"Armor-piercing" bullets could soon become a lot less effective, thanks to the work of researchers at North Carolina State University. According to Discovery News, the team developed a composite metal foam (CMF) that is both stronger and lighter than the metal currently used in protective plating for cars and body armor—and it causes armor-piercing bullets to explode on contact.
According to the research, led by a professor of mechanical and aerospace engineering, Afsaneh Rabiei, and published in Composite Structures, the scientists created the nearly 1-inch thick foam with a layer of boron carbide ceramic in front, CMF in the middle, and Kevlar backing. That composition allows the material to not only stop bullets, but to cause them to disintegrate on impact as well.
The slow-motion video above shows what happened when an M2 armor-piercing bullet was fired at the CMF. The material turned the bullet to dust and absorbed 60 to 70 percent of the ammunition's kinetic energy, the researchers pointed out.
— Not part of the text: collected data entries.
use anyhow::{Context, Result};
use serde::{Deserialize, Serialize};
use std::collections::HashMap;
use std::path::Path;

use crate::domain::models::PartialTradingParams;

#[derive(Debug, Clone, Serialize, Deserialize)]
pub struct Config {
    pub server: ServerConfig,
    pub database: DatabaseConfig,
    #[serde(default)]
    pub cors: CorsConfig,
    #[serde(default)]
    pub logging: LoggingConfig,
    pub webhook: WebhookConfig,
    #[serde(default)]
    pub exchanges: HashMap<String, ExchangeConfig>,
    #[serde(default)]
    pub worker: WorkerConfig,
    #[serde(default)]
    pub supervisor: SupervisorConfig,
    pub master_key: MasterKeyConfig,
    #[serde(default)]
    pub notifications: NotificationConfig,
    /// Floor of the spec §4.3 overlay chain: "global defaults ← subscriber
    /// defaults ← strategy-subscription overrides ← signal's explicit
    /// overrides". Any field a subscriber's own `TradingParams` already
    /// sets takes precedence, since the subscriber layer sits above this
    /// one; this only fills in fields nothing else provides.
    #[serde(default)]
    pub global_defaults: PartialTradingParams,
}

#[derive(Debug, Clone, Serialize, Deserialize)]
pub struct ServerConfig {
    pub host: String,
    pub port: u16,
}

#[derive(Debug, Clone, Serialize, Deserialize, Default)]
pub struct CorsConfig {
    /// Disable CORS restrictions (allows all origins) - use only in development!
    #[serde(default)]
    pub disable: bool,
    #[serde(default)]
    pub additional_origins: Vec<String>,
}

#[derive(Debug, Clone, Serialize, Deserialize)]
pub struct LoggingConfig {
    /// Enable file logging
    #[serde(default = "default_logging_enabled")]
    pub enabled: bool,
    /// Directory for log files (relative to executable or absolute path)
    #[serde(default = "default_log_directory")]
    pub directory: String,
    /// Prefix for log file names
    #[serde(default = "default_log_file_prefix")]
    pub file_prefix: String,
    /// Rotation strategy: "daily", "hourly", or "never"
    #[serde(default = "default_log_rotation")]
    pub rotation: String,
    /// Maximum number of log files to keep (0 = unlimited)
    #[serde(default = "default_max_files")]
    pub max_files: u32,
    /// Maximum age of log files in days (0 = unlimited)
    #[serde(default = "default_max_age_days")]
    pub max_age_days: u32,
}

fn default_logging_enabled() -> bool {
    true
}
fn default_log_directory() -> String {
    "logs".to_string()
}
fn default_log_file_prefix() -> String {
    "dispatch-engine".to_string()
}
fn default_log_rotation() -> String {
    "daily".to_string()
}
fn default_max_files() -> u32 {
    30
}
fn default_max_age_days() -> u32 {
    90
}

impl Default for LoggingConfig {
    fn default() -> Self {
        Self {
            enabled: default_logging_enabled(),
            directory: default_log_directory(),
            file_prefix: default_log_file_prefix(),
            rotation: default_log_rotation(),
            max_files: default_max_files(),
            max_age_days: default_max_age_days(),
        }
    }
}

#[derive(Debug, Clone, Serialize, Deserialize)]
pub struct DatabaseConfig {
    pub url: String,
}

/// Shared-secret and edge rate-limit parameters for the webhook endpoint.
/// See spec §4.1, §6.
#[derive(Debug, Clone, Serialize, Deserialize)]
pub struct WebhookConfig {
    /// Overridden by the `WEBHOOK_PASSPHRASE` environment variable if set.
    pub passphrase: String,
    #[serde(default = "default_burst_limit_per_minute")]
    pub burst_limit_per_minute: u32,
}

fn default_burst_limit_per_minute() -> u32 {
    30
}

/// Per-exchange rate-limit bucket parameters, keyed by exchange id in the
/// `[exchanges.<id>]` TOML table. See spec §4.6.
#[derive(Debug, Clone, Serialize, Deserialize)]
pub struct ExchangeConfig {
    pub base_url: String,
    #[serde(default = "default_rate_limit_capacity")]
    pub rate_limit_capacity: u32,
    #[serde(default = "default_rate_limit_refill_per_sec")]
    pub rate_limit_refill_per_sec: u32,
    #[serde(default = "default_request_timeout_ms")]
    pub request_timeout_ms: u64,
}

fn default_rate_limit_capacity() -> u32 {
    40
}
fn default_rate_limit_refill_per_sec() -> u32 {
    10
}
fn default_request_timeout_ms() -> u64 {
    5_000
}

#[derive(Debug, Clone, Serialize, Deserialize)]
pub struct WorkerConfig {
    #[serde(default = "default_worker_count")]
    pub worker_count: usize,
    #[serde(default = "default_fan_out_concurrency")]
    pub fan_out_concurrency: usize,
}

fn default_worker_count() -> usize {
    4
}
fn default_fan_out_concurrency() -> usize {
    4
}

impl Default for WorkerConfig {
    fn default() -> Self {
        Self { worker_count: default_worker_count(), fan_out_concurrency: default_fan_out_concurrency() }
    }
}

#[derive(Debug, Clone, Serialize, Deserialize)]
pub struct SupervisorConfig {
    #[serde(default = "default_tick_interval_secs")]
    pub tick_interval_secs: u64,
    #[serde(default = "default_balance_snapshot_interval_secs")]
    pub balance_snapshot_interval_secs: u64,
}

fn default_tick_interval_secs() -> u64 {
    10
}
fn default_balance_snapshot_interval_secs() -> u64 {
    300
}

impl Default for SupervisorConfig {
    fn default() -> Self {
        Self { tick_interval_secs: default_tick_interval_secs(), balance_snapshot_interval_secs: default_balance_snapshot_interval_secs() }
    }
}

/// Source of the credential-store master key. Overridden by
/// `MASTER_ENCRYPTION_KEY` if set; never logged, never persisted. See
/// spec §4.9.
#[derive(Debug, Clone, Serialize, Deserialize)]
pub struct MasterKeyConfig {
    pub key_base64: String,
}

/// Notification sink endpoints, spec §4.8/§6. Each entry becomes one
/// fire-and-forget outgoing webhook; a sink's failure never blocks the
/// caller.
#[derive(Debug, Clone, Serialize, Deserialize, Default)]
pub struct NotificationConfig {
    #[serde(default)]
    pub sinks: Vec<NotificationSinkConfig>,
}

#[derive(Debug, Clone, Serialize, Deserialize)]
pub struct NotificationSinkConfig {
    pub name: String,
    pub url: String,
}

impl Config {
    /// Load config from layered TOML files
    ///
    /// Loads configuration files in the following order (later files override earlier):
    /// 1. {base_name}.toml (required, e.g., config.toml)
    /// 2. {base_name}.{ENV}.toml (optional, only if CONFIG_ENV is set)
    /// 3. {base_name}.local.toml (optional, for personal overrides, git-ignored)
    ///
    /// # Arguments
    /// * `base_name` - Base name without extension (e.g., "config" for config.toml)
    ///
    /// # Environment Variables
    /// * `CONFIG_ENV` - If set, loads {base_name}.{CONFIG_ENV}.toml (e.g., config.dev.toml)
    ///   - No default value - must be explicitly set
    ///   - Common values: "dev", "prod", "staging"
    /// * `WEBHOOK_PASSPHRASE`, `MASTER_ENCRYPTION_KEY`, `DATABASE_URL` override
    ///   their file-config counterparts, mirroring how secrets are kept out
    ///   of the TOML files entirely in deployed environments.
    pub fn from_file<P: AsRef<Path>>(base_name: P) -> Result<Self> {
        let base_path = base_name.as_ref();
        let base_str = base_path.to_str().context("Invalid base path")?;

        let mut builder = config::Config::builder().add_source(config::File::with_name(base_str));

        if let Ok(env) = std::env::var("CONFIG_ENV") {
            let env_config = format!("{}.{}", base_str, env);
            builder = builder.add_source(config::File::with_name(&env_config).required(false));
        }

        let local_config = format!("{}.local", base_str);
        builder = builder.add_source(config::File::with_name(&local_config).required(false));

        let built = builder.build().context("Failed to build configuration")?;
        let mut config: Config = built.try_deserialize().context("Failed to deserialize configuration")?;

        if let Ok(passphrase) = std::env::var("WEBHOOK_PASSPHRASE") {
            config.webhook.passphrase = passphrase;
        }
        if let Ok(key) = std::env::var("MASTER_ENCRYPTION_KEY") {
            config.master_key.key_base64 = key;
        }
        if let Ok(url) = std::env::var("DATABASE_URL") {
            config.database.url = url;
        }

        Ok(config)
    }

    pub fn server_address(&self) -> String {
        format!("{}:{}", self.server.host, self.server.port)
    }

    pub fn allowed_origins(&self) -> Vec<String> {
        self.cors.additional_origins.clone()
    }
}

#[cfg(test)]
mod tests {
    use super::*;

    fn sample() -> Config {
        Config {
            server: ServerConfig { host: "0.0.0.0".to_string(), port: 8080 },
            database: DatabaseConfig { url: "sqlite://dispatch_engine.db?mode=rwc".to_string() },
            cors: CorsConfig::default(),
            logging: LoggingConfig::default(),
            webhook: WebhookConfig { passphrase: "changeme".to_string(), burst_limit_per_minute: 30 },
            exchanges: HashMap::new(),
            worker: WorkerConfig::default(),
            supervisor: SupervisorConfig::default(),
            master_key: MasterKeyConfig { key_base64: "".to_string() },
            notifications: NotificationConfig::default(),
            global_defaults: PartialTradingParams::default(),
        }
    }

    #[test]
    fn server_address_combines_host_and_port() {
        let config = sample();
        assert_eq!(config.server_address(), "0.0.0.0:8080");
    }

    #[test]
    fn toml_round_trip_preserves_webhook_section() {
        let config = sample();
        let toml_str = toml::to_string(&config).unwrap();
        assert!(toml_str.contains("[webhook]"));
        let reparsed: Config = toml::from_str(&toml_str).unwrap();
        assert_eq!(reparsed.webhook.passphrase, "changeme");
    }

    #[test]
    fn worker_config_defaults_are_sane() {
        let worker = WorkerConfig::default();
        assert!(worker.worker_count > 0);
        assert!(worker.fan_out_concurrency > 0);
    }
}
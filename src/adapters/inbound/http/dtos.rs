use serde::Deserialize;

/// Inbound webhook body, spec §4.1/§6. Mirrors `IntakeRequest` field for
/// field; kept separate so the application layer never depends on an axum
/// type.
#[derive(Debug, Clone, Deserialize)]
pub struct WebhookSignalRequest {
    pub passphrase: String,
    pub symbol: String,
    pub action: String,
    #[serde(default)]
    pub risk_perc: Option<f64>,
    #[serde(default)]
    pub leverage: Option<i64>,
    #[serde(default)]
    pub tp_perc: Option<f64>,
    #[serde(default)]
    pub sl_perc: Option<f64>,
    #[serde(default)]
    pub strategy_id: Option<i64>,
}
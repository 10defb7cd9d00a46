//! HTTP-layer coverage for the webhook endpoint: request/response shape,
//! passphrase rejection, and the per-source-IP rate limit, driven straight
//! through the axum `Router` with `tower::ServiceExt::oneshot` rather than
//! the service layer directly (spec §4.1, §6).

use std::net::SocketAddr;
use std::sync::Arc;

use async_trait::async_trait;
use axum::body::Body;
use axum::extract::ConnectInfo;
use axum::http::{Request, StatusCode};
use http_body_util::BodyExt;
use serde_json::json;
use tower::ServiceExt;

use dispatch_engine::adapters::inbound::http::{create_router, AppState, IpRateLimiter};
use dispatch_engine::application::SignalIntakeService;
use dispatch_engine::ports::{ClaimedJob, JobQueue, SignalRepository};

const PASSPHRASE: &str = "test-passphrase";

#[derive(Default)]
struct FakeSignalRepo {
    known: std::sync::Mutex<std::collections::HashSet<String>>,
}

#[async_trait]
impl SignalRepository for FakeSignalRepo {
    async fn insert_if_new(&self, signal: &dispatch_engine::domain::models::Signal) -> anyhow::Result<bool> {
        Ok(self.known.lock().unwrap().insert(signal.signal_id.clone()))
    }
    async fn find(&self, _signal_id: &str) -> anyhow::Result<Option<dispatch_engine::domain::models::Signal>> {
        Ok(None)
    }
    async fn mark_dispatched(&self, _signal_id: &str) -> anyhow::Result<()> {
        Ok(())
    }
}

#[derive(Default)]
struct FakeJobQueue;

#[async_trait]
impl JobQueue for FakeJobQueue {
    async fn enqueue(
        &self,
        _job_name: &str,
        _job_key: &str,
        _payload: serde_json::Value,
        _run_at: Option<chrono::DateTime<chrono::Utc>>,
    ) -> anyhow::Result<()> {
        Ok(())
    }
    async fn claim_next(&self, _visibility_timeout: std::time::Duration) -> anyhow::Result<Option<ClaimedJob>> {
        Ok(None)
    }
    async fn complete(&self, _job_id: &str) -> anyhow::Result<()> {
        Ok(())
    }
    async fn fail(&self, _job_id: &str, _retry_at: Option<chrono::DateTime<chrono::Utc>>) -> anyhow::Result<()> {
        Ok(())
    }
}

fn app_state(burst_limit_per_minute: u32) -> AppState {
    let signal_intake = Arc::new(SignalIntakeService::new(
        PASSPHRASE.to_string(),
        Arc::new(FakeSignalRepo::default()),
        Arc::new(FakeJobQueue),
    ));
    AppState {
        signal_intake,
        allowed_origins: vec![],
        cors_disabled: true,
        webhook_rate_limiter: Arc::new(IpRateLimiter::new(burst_limit_per_minute)),
    }
}

fn client_addr() -> SocketAddr {
    "127.0.0.1:9999".parse().unwrap()
}

/// `ConnectInfo` normally arrives as a request extension inserted by
/// `into_make_service_with_connect_info` before hyper hands the request to
/// the router; `oneshot` bypasses that layer, so the test inserts the same
/// extension directly.
fn webhook_request(passphrase: &str, symbol: &str) -> Request<Body> {
    let body = json!({
        "passphrase": passphrase,
        "symbol": symbol,
        "action": "long",
        "risk_perc": 2.0,
        "leverage": 10,
        "tp_perc": 5.0,
        "sl_perc": 2.0,
    });
    let mut request = Request::builder()
        .method("POST")
        .uri("/webhook")
        .header("content-type", "application/json")
        .body(Body::from(body.to_string()))
        .unwrap();
    request.extensions_mut().insert(ConnectInfo(client_addr()));
    request
}

#[tokio::test]
async fn valid_signal_is_accepted() {
    let router = create_router(app_state(30));
    let response = router.oneshot(webhook_request(PASSPHRASE, "BTCUSDT")).await.unwrap();
    assert_eq!(response.status(), StatusCode::OK);
    let body = response.into_body().collect().await.unwrap().to_bytes();
    let parsed: serde_json::Value = serde_json::from_slice(&body).unwrap();
    assert_eq!(parsed["duplicate"], false);
}

#[tokio::test]
async fn wrong_passphrase_is_forbidden() {
    let router = create_router(app_state(30));
    let response = router.oneshot(webhook_request("wrong", "BTCUSDT")).await.unwrap();
    assert_eq!(response.status(), StatusCode::FORBIDDEN);
}

#[tokio::test]
async fn burst_over_the_configured_limit_is_rate_limited() {
    let router = create_router(app_state(2));

    for _ in 0..2 {
        let response = router.clone().oneshot(webhook_request(PASSPHRASE, "BTCUSDT")).await.unwrap();
        assert_eq!(response.status(), StatusCode::OK);
    }

    let response = router.oneshot(webhook_request(PASSPHRASE, "BTCUSDT")).await.unwrap();
    assert_eq!(response.status(), StatusCode::TOO_MANY_REQUESTS);
}

#[tokio::test]
async fn healthz_is_reachable_without_a_passphrase() {
    let router = create_router(app_state(30));
    let mut request = Request::builder().uri("/healthz").body(Body::empty()).unwrap();
    request.extensions_mut().insert(ConnectInfo(client_addr()));
    let response = router.oneshot(request).await.unwrap();
    assert_eq!(response.status(), StatusCode::OK);
}
use serde::{Deserialize, Serialize};

use super::PositionSide;

/// Per-venue trading rules for one symbol, fetched and cached at startup and
/// refreshed periodically (spec §4.4 step 3, §4.5).
#[derive(Debug, Clone, Copy, Serialize, Deserialize)]
pub struct SymbolRules {
    pub min_notional: f64,
    pub min_quantity: f64,
    pub quantity_step: f64,
    pub price_tick: f64,
    pub max_leverage: u32,
}

impl SymbolRules {
    /// Rounds a raw quantity down to the nearest tradable step, never
    /// rounding up past the caller's intended size. See spec §4.4 step 3,
    /// §8 "Sizing correctness".
    pub fn round_quantity(&self, raw: f64) -> f64 {
        if self.quantity_step <= 0.0 {
            return raw;
        }
        (raw / self.quantity_step).floor() * self.quantity_step
    }

    fn round_price_floor(&self, raw: f64) -> f64 {
        if self.price_tick <= 0.0 {
            return raw;
        }
        (raw / self.price_tick).floor() * self.price_tick
    }

    fn round_price_ceil(&self, raw: f64) -> f64 {
        if self.price_tick <= 0.0 {
            return raw;
        }
        (raw / self.price_tick).ceil() * self.price_tick
    }

    /// Rounds a bracket (TP or SL) price to the tick that is worse for the
    /// trader, per spec §4.4 "Edge policies". For a long position both TP
    /// (above entry) and SL (below entry) move worse by rounding toward
    /// entry, i.e. down; for a short position both move worse by rounding
    /// away from zero, i.e. up. Never rounds to the side that would pay the
    /// trader more or protect them further than the configured percentage.
    pub fn round_bracket_price(&self, side: PositionSide, raw: f64) -> f64 {
        match side {
            PositionSide::Long => self.round_price_floor(raw),
            PositionSide::Short => self.round_price_ceil(raw),
        }
    }

    pub fn meets_min_notional(&self, quantity: f64, price: f64) -> bool {
        quantity >= self.min_quantity && quantity * price >= self.min_notional
    }
}

#[cfg(test)]
mod tests {
    use super::*;

    #[test]
    fn round_quantity_floors_to_step() {
        let rules = SymbolRules { min_notional: 5.0, min_quantity: 0.001, quantity_step: 0.001, price_tick: 0.01, max_leverage: 50 };
        assert_eq!(rules.round_quantity(0.12349), 0.123);
    }

    #[test]
    fn meets_min_notional_rejects_dust() {
        let rules = SymbolRules { min_notional: 5.0, min_quantity: 0.001, quantity_step: 0.001, price_tick: 0.01, max_leverage: 50 };
        assert!(!rules.meets_min_notional(0.0001, 60000.0));
        assert!(rules.meets_min_notional(0.001, 60000.0));
    }

    #[test]
    fn long_bracket_price_rounds_down_toward_entry() {
        let rules = SymbolRules { min_notional: 5.0, min_quantity: 0.001, quantity_step: 0.001, price_tick: 0.1, max_leverage: 50 };
        // 100.37 should never round up to 100.4, which would be more
        // favorable to a long position's TP and less punishing for its SL.
        assert_eq!(rules.round_bracket_price(PositionSide::Long, 100.37), 100.3);
    }

    #[test]
    fn short_bracket_price_rounds_up_away_from_entry() {
        let rules = SymbolRules { min_notional: 5.0, min_quantity: 0.001, quantity_step: 0.001, price_tick: 0.1, max_leverage: 50 };
        assert_eq!(rules.round_bracket_price(PositionSide::Short, 100.31), 100.4);
    }

    #[test]
    fn bracket_price_is_a_no_op_without_a_tick_size() {
        let rules = SymbolRules { min_notional: 5.0, min_quantity: 0.001, quantity_step: 0.001, price_tick: 0.0, max_leverage: 50 };
        assert_eq!(rules.round_bracket_price(PositionSide::Long, 100.37), 100.37);
    }
}
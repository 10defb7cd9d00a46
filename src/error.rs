//! Closed error taxonomies per component, per the propagation policy: errors
//! are classified at the boundary where they occur and never double as
//! control flow signals.

use thiserror::Error;

/// Errors returned by every `ExchangeAdapter` operation (§4.5, §7).
#[derive(Debug, Error, Clone)]
pub enum ExchangeError {
    #[error("credential rejected by exchange: {0}")]
    Auth(String),
    #[error("rate limited by exchange, retry after {retry_after_ms}ms")]
    RateLimit { retry_after_ms: u64 },
    #[error("symbol unknown on this exchange: {0}")]
    Symbol(String),
    #[error("insufficient balance: needed {needed}, available {available}")]
    InsufficientBalance { needed: f64, available: f64 },
    #[error("transport error: {0}")]
    Transport(String),
    #[error("exchange rejected order, code={code}: {message}")]
    ExchangeReject { code: String, message: String },
}

impl ExchangeError {
    /// Transient errors are worth retrying with backoff; all others are terminal
    /// for the current attempt.
    pub fn is_retryable(&self) -> bool {
        matches!(self, ExchangeError::Transport(_) | ExchangeError::RateLimit { .. })
    }

    pub fn reason_code(&self) -> &'static str {
        match self {
            ExchangeError::Auth(_) => "auth_error",
            ExchangeError::RateLimit { .. } => "rate_limited",
            ExchangeError::Symbol(_) => "symbol_error",
            ExchangeError::InsufficientBalance { .. } => "insufficient_balance",
            ExchangeError::Transport(_) => "transport",
            ExchangeError::ExchangeReject { .. } => "exchange_rejected",
        }
    }
}

/// Outcome-level failure reasons recorded on an `ExecutionAttempt` (§3, §4.4).
#[derive(Debug, Error, Clone, PartialEq, Eq)]
pub enum AttemptFailure {
    #[error("quantity below exchange minimum notional")]
    BelowNotional,
    #[error("no open position to close")]
    NoPosition,
    #[error("subscriber already at max concurrent positions")]
    MaxPositionsReached,
    #[error("same-side position already open on this symbol")]
    DuplicatePosition,
    #[error("exchange rejected the order: {0}")]
    ExchangeRejected(String),
    #[error("transport failure after retry budget exhausted")]
    Transport,
    #[error("submission outcome could not be reconciled")]
    Ambiguous,
    #[error("bracket order attach failed, position unwound")]
    BracketAttach,
    #[error("credential unavailable or disabled")]
    CredentialUnavailable,
}

/// Skip reasons recorded when a subscriber is ineligible or pre-checks fail
/// before any exchange call is made.
#[derive(Debug, Error, Clone, PartialEq, Eq)]
pub enum SkipReason {
    #[error("quantity below exchange minimum notional")]
    BelowNotional,
    #[error("no open position to close")]
    NoPosition,
    #[error("subscriber is guardrail-paused")]
    GuardrailPaused,
    #[error("subscriber inactive or subscription expired")]
    SubscriberIneligible,
    #[error("no approved credential for this symbol's exchange")]
    NoApprovedCredential,
    #[error("not subscribed to this strategy")]
    StrategyNotSubscribed,
    #[error("same-side position already open on this symbol")]
    DuplicatePosition,
}

/// Invariant violations: programming-level bugs or races that must abort the
/// single affected task while preserving all other in-flight work.
#[derive(Debug, Error)]
pub enum InvariantViolation {
    #[error("duplicate execution attempt detected for ({signal_id}, {subscriber_id})")]
    DuplicateAttempt { signal_id: String, subscriber_id: String },
    #[error("duplicate position detected mid-insert for {0:?}")]
    DuplicatePosition(crate::domain::models::PositionKey),
}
It's an invention that could be used for more than just military armor. Rabiei's previous research proved that lightweight CMFs are also effective at shielding electromagnetic, gamma, and neutron radiation, and are twice as fire resistant as other metals because of air pockets in the material. According to the researchers, those features mean the CMF could eventually be used to for space exploration and nuclear waste transport technology.